Abductive reasoning is a form of logical inference which starts with an observation or set of observations then seeks to find the simplest and most likely explanation for the observations. This process, unlike deductive reasoning, yields a plausible conclusion but does not positively verify it. Abductive conclusions are thus qualified as having a remnant of uncertainty or doubt, which is expressed in retreat terms such as "best available" or 'most likely.
Put differently, Abduction is drawing a conclusion using a heuristic that is likely, but not inevitable given some foreknowledge.e.g., I observe sheep in a field, and they appear white from my viewing angle, so sheep are white. Contrast with the deductive statement: "Some sheep are white on at least one side". To simplify and summaries: Deductive = Top down logic - Inductive = Bottom up logic - Abductive = What seems most probably?

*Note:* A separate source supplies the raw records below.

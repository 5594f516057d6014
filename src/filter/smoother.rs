//! Two-stage per-axis smoothing.
//!
//! Raw optical-flow samples are noisy frame to frame. Stage one is a
//! plain exponential smoother that knocks down per-frame jitter;
//! stage two is the One-Euro filter, which adapts its cutoff to the
//! speed of the signal.

use super::one_euro::OneEuroFilter;

/// Smoothing pipeline for one axis of the flow signal.
#[derive(Debug, Clone)]
pub struct AxisSmoother {
    /// Exponential smoothing factor for the raw stage.
    raw_alpha: f64,
    /// Raw-stage accumulator.
    raw: f64,
    adaptive: OneEuroFilter,
}

impl AxisSmoother {
    /// Creates a smoother with the given raw-stage alpha and One-Euro
    /// tuning, sampling at `rate` Hz.
    pub fn new(raw_alpha: f64, min_cutoff: f64, beta: f64, rate: f64) -> Self {
        Self {
            raw_alpha: raw_alpha.clamp(0.0, 1.0),
            raw: 0.0,
            adaptive: OneEuroFilter::new(min_cutoff, beta, rate),
        }
    }

    /// Smooths one flow sample.
    pub fn smooth(&mut self, x: f64) -> f64 {
        self.raw = self.raw * (1.0 - self.raw_alpha) + x * self.raw_alpha;
        self.adaptive.filter(self.raw)
    }

    /// Clears both stages.
    pub fn reset(&mut self) {
        self.raw = 0.0;
        self.adaptive.reset();
    }
}
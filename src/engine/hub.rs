//! Subscriber registry for motion-vector fan-out.

use std::sync::Arc;

/// A consumer callback receiving the published `(x, y)` vector.
pub type MotionCallback = Arc<dyn Fn(f64, f64) + Send + Sync + 'static>;

/// Set of active consumer callbacks, keyed by callback identity.
///
/// Set semantics matter for lifecycle correctness: subscribing the
/// same callback twice must not be counted twice, otherwise the
/// camera would outlive its last real consumer.
#[derive(Default)]
pub struct SubscriberSet {
    entries: Vec<(usize, MotionCallback)>,
}

/// Identity key of a callback: the address of its allocation.
fn key(callback: &MotionCallback) -> usize {
    Arc::as_ptr(callback) as *const () as usize
}

impl SubscriberSet {
    /// Creates an empty set.
    pub fn new() -> Self {
        Self::default()
    }

    /// Adds a callback. Returns false if it was already registered.
    pub fn insert(&mut self, callback: MotionCallback) -> bool {
        let k = key(&callback);
        if self.entries.iter().any(|(ek, _)| *ek == k) {
            return false;
        }
        self.entries.push((k, callback));
        true
    }

    /// Removes a callback by identity. Returns true if it was present.
    pub fn remove(&mut self, callback: &MotionCallback) -> bool {
        let k = key(callback);
        let before = self.entries.len();
        self.entries.retain(|(ek, _)| *ek != k);
        self.entries.len() != before
    }

    /// Number of registered callbacks.
    pub fn len(&self) -> usize {
        self.entries.len()
    }

    /// True when no callbacks are registered.
    pub fn is_empty(&self) -> bool {
        self.entries.is_empty()
    }

    /// Clones out the callbacks so fan-out can run outside the lock.
    pub fn snapshot(&self) -> Vec<MotionCallback> {
        self.entries.iter().map(|(_, cb)| Arc::clone(cb)).collect()
    }
}
//! Grayscale downsampling onto the fixed analysis grid.
//!
//! The estimator never works on full camera frames. Every frame is
//! reduced to a tiny N×N grid of normalized luma values; all further
//! processing cost scales with the grid, not the capture resolution.

use crate::capture::RawFrame;

/// Rec.601 luma weights.
const LUMA_R: f64 = 0.299;
const LUMA_G: f64 = 0.587;
const LUMA_B: f64 = 0.114;

/// A fixed-size square grid of grayscale intensities in [0, 1].
#[derive(Debug, Clone, PartialEq)]
pub struct GrayGrid {
    size: usize,
    cells: Vec<f64>,
}

impl GrayGrid {
    /// Creates a grid from raw cell values.
    ///
    /// Used by tests and the flow estimator; `cells` must hold
    /// `size * size` values.
    pub fn from_cells(size: usize, cells: Vec<f64>) -> Self {
        debug_assert_eq!(cells.len(), size * size);
        Self { size, cells }
    }

    /// Downsamples a raw frame onto an N×N grid.
    ///
    /// Each cell box-averages its corresponding pixel block, then the
    /// averaged color is reduced to luma. Deterministic for a given
    /// frame; carries no state.
    pub fn from_frame(frame: &RawFrame, size: usize) -> Self {
        let size = size.max(1);
        let fw = frame.width().max(1) as usize;
        let fh = frame.height().max(1) as usize;
        let mut cells = Vec::with_capacity(size * size);

        for gy in 0..size {
            // Pixel block covered by this grid row.
            let y0 = gy * fh / size;
            let y1 = (((gy + 1) * fh) / size).max(y0 + 1);
            for gx in 0..size {
                let x0 = gx * fw / size;
                let x1 = (((gx + 1) * fw) / size).max(x0 + 1);

                let mut r_sum = 0.0;
                let mut g_sum = 0.0;
                let mut b_sum = 0.0;
                for y in y0..y1 {
                    for x in x0..x1 {
                        let (r, g, b) = frame.rgb_at(x as u32, y as u32);
                        r_sum += r as f64;
                        g_sum += g as f64;
                        b_sum += b as f64;
                    }
                }
                let n = ((y1 - y0) * (x1 - x0)) as f64;
                let luma = (LUMA_R * r_sum + LUMA_G * g_sum + LUMA_B * b_sum) / (n * 255.0);
                cells.push(luma.clamp(0.0, 1.0));
            }
        }

        Self { size, cells }
    }

    /// Grid side length.
    #[inline]
    pub fn size(&self) -> usize {
        self.size
    }

    /// Intensity at the given cell.
    #[inline]
    pub fn at(&self, x: usize, y: usize) -> f64 {
        self.cells[y * self.size + x]
    }

    /// Flat cell slice, row-major.
    #[inline]
    pub fn cells(&self) -> &[f64] {
        &self.cells
    }
}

The American philosopher Charles Sanders Peirce (1839–1914) introduced abduction into modern logic. Over the years he called such inference hypothesis, abduction, presumption, and retroduction. He considered it a topic in logic as a normative field in philosophy, not in purely formal or mathematical logic, and eventually as a topic also in economics of research. (wikipedia)
In later years his view came to be:
Abductive Reasoning Links:
Related Approaches:
The following text from Noah Raford's "On design and the use of abductive reasoning" post, provides a good overview of recent history of Abductive methods in Design:
"The interest in the use of abductive, analogic and intuitive problem-solving has major roots in the “design studies” movement of the late 1960’s & 1970’s.
This movement started in the UK, primarily thanks to the work of Leslie Martin and Lionel March at the Cambridge Centre at the Cambridge School of Architecture. March and Martin were at the head of a generation of scholars seeking to systematise and understand how architects and designers thought about the world. This paralleled research into cybernetics & AI in the states by Herbert Simon, but for some reason it seems that there was a critical confluence of design thinkers in the UK at that time, and most of the literature around induction, abduction, etc. seems to come from this period.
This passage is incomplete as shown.